Saturday, January 31, 2009

Where is your God now?


http://foodproof.com/blogs/view/post/bacon-man-435

Friday, January 30, 2009

Bon Appétit

What could be better than Turkey stuffed with duck, further still stuffed with chicken? All that wrapped in bacon of course.

Thursday, January 29, 2009

Destination: Blogosphere

... Is "blogosphere" even a destination?

http://en.wikipedia.org/wiki/Blogspace

"The term was coined on September 10, 1999 by Brad L. Graham, as a joke... The term resembles the older word logosphere (from Greek logos meaning word, and sphere, interpreted as world), the "the world of words", the universe of discourse."

Almost makes you forget that most of the blogosphere looks like this.

I'm skeptical--but, okay, ICGYABL, I'll bite. No better time to experiment than college years, right? New doors, new windows, yeah! Optimism! For a better future! Yes we can!

...

Now, where the fuck's my pancakes?

i am really not sure what this means

we are either important, lost in the shuffle, or both.

Wednesday, January 28, 2009

Dessert Tickets Life Enhancement Programme

The very next time you get a chance, take a new route home.
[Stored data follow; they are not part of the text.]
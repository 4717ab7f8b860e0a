//! Provider wire shape for workflow graphs.
//!
//! The conversational-AI platform hosts the workflow as two flat keyed tables
//! with string-id cross-references. These types mirror that JSON shape
//! exactly; [`ScenarioGraph::to_workflow`] maps the internal model onto it,
//! dropping behavioral metadata (stage indices, outcome classification) the
//! platform has no field for.

use std::collections::BTreeMap;

use serde::{Deserialize, Serialize};

use crate::scenario::graph::{Node, Position, ScenarioGraph, TransitionCondition};

/// A node as the workflow-hosting API expects it.
#[derive(Debug, Clone, Serialize, Deserialize)]
#[serde(tag = "type", rename_all = "snake_case")]
pub enum WorkflowNode {
    Start {
        position: Position,
        edge_order: Vec<String>,
    },
    /// Stage and persuasion nodes: the persona keeps its base configuration
    /// and layers this node's directive on top.
    OverrideAgent {
        #[serde(skip_serializing_if = "Option::is_none")]
        label: Option<String>,
        position: Position,
        additional_prompt: String,
        edge_order: Vec<String>,
    },
    End {
        position: Position,
    },
}

/// Transition condition in wire form.
#[derive(Debug, Clone, PartialEq, Eq, Serialize, Deserialize)]
#[serde(tag = "type", rename_all = "snake_case")]
pub enum ForwardCondition {
    Unconditional,
    Llm { condition: String },
}

/// An edge as the workflow-hosting API expects it.
#[derive(Debug, Clone, Serialize, Deserialize)]
pub struct WorkflowEdge {
    pub source: String,
    pub target: String,
    pub forward_condition: ForwardCondition,
}

/// The complete workflow payload: flat node and edge tables.
#[derive(Debug, Clone, Serialize, Deserialize)]
pub struct WorkflowDefinition {
    pub nodes: BTreeMap<String, WorkflowNode>,
    pub edges: BTreeMap<String, WorkflowEdge>,
}

impl ScenarioGraph {
    /// Export this graph in the provider wire shape.
    pub fn to_workflow(&self) -> WorkflowDefinition {
        let nodes = self
            .nodes()
            .iter()
            .map(|(id, node)| {
                let wire = match node {
                    Node::Start(n) => WorkflowNode::Start {
                        position: n.position,
                        edge_order: n.edge_order.clone(),
                    },
                    Node::Stage(n) => WorkflowNode::OverrideAgent {
                        label: Some(n.label.clone()),
                        position: n.position,
                        additional_prompt: n.prompt.clone(),
                        edge_order: n.edge_order.clone(),
                    },
                    Node::End(n) => WorkflowNode::End {
                        position: n.position,
                    },
                };
                (id.clone(), wire)
            })
            .collect();

        let edges = self
            .edges()
            .iter()
            .map(|(id, edge)| {
                let forward_condition = match &edge.condition {
                    TransitionCondition::Unconditional => ForwardCondition::Unconditional,
                    TransitionCondition::Llm { predicate } => ForwardCondition::Llm {
                        condition: predicate.clone(),
                    },
                };
                (
                    id.clone(),
                    WorkflowEdge {
                        source: edge.source.clone(),
                        target: edge.target.clone(),
                        forward_condition,
                    },
                )
            })
            .collect();

        WorkflowDefinition { nodes, edges }
    }
}

#[cfg(test)]
mod tests {
    use super::*;
    use crate::scenario::prosecutor;

    #[test]
    fn test_workflow_export_preserves_topology() {
        let graph = prosecutor::build_graph().unwrap();
        let workflow = graph.to_workflow();

        assert_eq!(workflow.nodes.len(), graph.nodes().len());
        assert_eq!(workflow.edges.len(), graph.edges().len());

        for (id, edge) in &workflow.edges {
            assert!(workflow.nodes.contains_key(&edge.source), "edge {}", id);
            assert!(workflow.nodes.contains_key(&edge.target), "edge {}", id);
        }
    }

    #[test]
    fn test_workflow_node_tagging() {
        let graph = prosecutor::build_graph().unwrap();
        let json = serde_json::to_value(graph.to_workflow()).unwrap();

        assert_eq!(json["nodes"][prosecutor::START_NODE]["type"], "start");
        assert_eq!(
            json["nodes"][prosecutor::STAGE1_CONTACT]["type"],
            "override_agent"
        );
        assert_eq!(json["nodes"][prosecutor::END_FOOLED]["type"], "end");

        // end nodes carry no prompt and no outcome field on the wire
        assert!(json["nodes"][prosecutor::END_FOOLED]
            .get("additional_prompt")
            .is_none());
        assert!(json["nodes"][prosecutor::END_FOOLED].get("outcome").is_none());
    }

    #[test]
    fn test_workflow_condition_tagging() {
        let graph = prosecutor::build_graph().unwrap();
        let json = serde_json::to_value(graph.to_workflow()).unwrap();

        assert_eq!(
            json["edges"]["start_node_to_stage1"]["forward_condition"]["type"],
            "unconditional"
        );
        assert_eq!(
            json["edges"]["stage1_to_stage2"]["forward_condition"]["type"],
            "llm"
        );
        assert!(json["edges"]["stage1_to_stage2"]["forward_condition"]["condition"]
            .as_str()
            .map_or(false, |s| !s.is_empty()));
    }
}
If you find something new and interesting, post it here.

Compliment a stranger today.

Take the subway to a place you've never been.


Go to a lecture which is not required for a class in which you are enrolled. Tell us an interesting thing you heard.

The next time you see an old man shoveling snow, ask him: "Est-ce que je peut vous aider, monsieur?" (If you are in an English-speaking clime, like Toronto or Westmount, adjust accordingly.) If he declines, politely insist once.

The next time you give money to a homeless person, tell him your name and shake his hand. Wish him good luck.

Cook something new.

Tell someone you love them. Mean it.

Write something.


Make a quick list of things that make you happy that of all possible lives you might have lived, the decisions you made have brought you here. If you have regrets that make that impossible, consider the lessons you learned from those mistakes.


Learn how to say "hello" and "thank you" in a language you do not now speak.

Tell us a story.

Monday, January 26, 2009

Watchmen

God. If there has been anything I've learned, it is that with unwaivering certainty, you cannot cash out your dessert ticket(s) in hopes of having cake, and eating it too.

The world is tired and weary of a United States' hegemony. They claim that the days of their supremacy are over, and it is now more apropos than ever to gracefully step back, quietly, into that dark night. And yet, when its economic woes come to a peak: who does it call out to? Whose name does it regretfully utter when all other alliances prove themselves useless?

You don't want a watch dog anymore? Fine. We're tired of dieing for you, for us, for anybody, anyway.

I'm not pro-America, though I appreciate the puritan dream-land its actualized, I'm just anti-unappreciation. We all live in small door ways, with hardly any room for any of us--the least we could do every once in a while is get out of the way.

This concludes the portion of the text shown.